* TASK TO CARRY OUT: Given the records below, pull every line with the word "args" into the answer.

* DATA PROVIDED:
┌────────

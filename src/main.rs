use std::path::{Path, PathBuf};
use std::process::ExitCode;

use anyhow::{bail, Context, Result};

use rusty_stats::config::{AnalysisConfig, OutputFormat};
use rusty_stats::pipeline::analyze_file;
use rusty_stats::stats::correlation::CorrelationSeed;

const USAGE: &str = "\
usage: rusty-stats [--config FILE] [--delimiter C] [--legacy-correlation] [--json] FILE...

Each FILE is a two-column table: a header row with two variable names,
then rows of two numbers.

  variable 1, variable 2
  1.5, 2.5
  1.6, 27.9";

// ---------------------------------------------------------------------------
// Command line
// ---------------------------------------------------------------------------

struct Cli {
    config: AnalysisConfig,
    files: Vec<PathBuf>,
}

fn parse_args(args: impl IntoIterator<Item = String>) -> Result<Option<Cli>> {
    let mut config_path: Option<PathBuf> = None;
    let mut delimiter: Option<char> = None;
    let mut legacy = false;
    let mut json = false;
    let mut files = Vec::new();

    let mut args = args.into_iter();
    while let Some(arg) = args.next() {
        match arg.as_str() {
            "-h" | "--help" => return Ok(None),
            "--config" => {
                let value = args.next().context("--config needs a file path")?;
                config_path = Some(PathBuf::from(value));
            }
            "--delimiter" => {
                let value = args.next().context("--delimiter needs a character")?;
                let mut chars = value.chars();
                match (chars.next(), chars.next()) {
                    (Some(c), None) => delimiter = Some(c),
                    _ if value == "\\t" => delimiter = Some('\t'),
                    _ => bail!("--delimiter expects a single character, got '{value}'"),
                }
            }
            "--legacy-correlation" => legacy = true,
            "--json" => json = true,
            flag if flag.starts_with("--") => bail!("unknown option {flag}"),
            _ => files.push(PathBuf::from(arg)),
        }
    }

    let mut config = match &config_path {
        Some(path) => AnalysisConfig::from_file(path)?,
        None => AnalysisConfig::default(),
    };
    if let Some(c) = delimiter {
        config.delimiter = c;
    }
    if legacy {
        config.correlation_seed = CorrelationSeed::Legacy;
    }
    if json {
        config.output = OutputFormat::Json;
    }
    config.validate()?;

    Ok(Some(Cli { config, files }))
}

// ---------------------------------------------------------------------------
// Per-file processing
// ---------------------------------------------------------------------------

fn process(path: &Path, config: &AnalysisConfig) -> Result<()> {
    let report = analyze_file(path, config)
        .with_context(|| format!("analyzing {}", path.display()))?;

    match config.output {
        OutputFormat::Text => {
            println!("== {}", path.display());
            print!("{report}");
            println!();
        }
        OutputFormat::Json => {
            let json = serde_json::to_string_pretty(&report).context("serializing report")?;
            println!("{json}");
        }
    }
    Ok(())
}

fn main() -> ExitCode {
    env_logger::init();

    let cli = match parse_args(std::env::args().skip(1)) {
        Ok(Some(cli)) => cli,
        Ok(None) => {
            println!("{USAGE}");
            return ExitCode::SUCCESS;
        }
        Err(e) => {
            eprintln!("Error: {e:#}\n\n{USAGE}");
            return ExitCode::FAILURE;
        }
    };

    if cli.files.is_empty() {
        eprintln!("Error: please add the path of at least one input table.\n\n{USAGE}");
        return ExitCode::FAILURE;
    }

    // One bad file must not stop the others.
    let mut failed = 0usize;
    for path in &cli.files {
        if let Err(e) = process(path, &cli.config) {
            log::error!("{e:#}");
            eprintln!("Error: {e:#}");
            failed += 1;
        }
    }

    if failed > 0 {
        log::info!("{failed} of {} files failed", cli.files.len());
        ExitCode::FAILURE
    } else {
        ExitCode::SUCCESS
    }
}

└────────

* PROBLEM SOLUTION:
fn parse_args(args: impl IntoIterator<Item = String>) -> Result<Option<Cli>> {
    let mut args = args.into_iter();
    while let Some(arg) = args.next() {
                let value = args.next().context("--config needs a file path")?;
                let value = args.next().context("--delimiter needs a character")?;
    let cli = match parse_args(std::env::args().skip(1)) {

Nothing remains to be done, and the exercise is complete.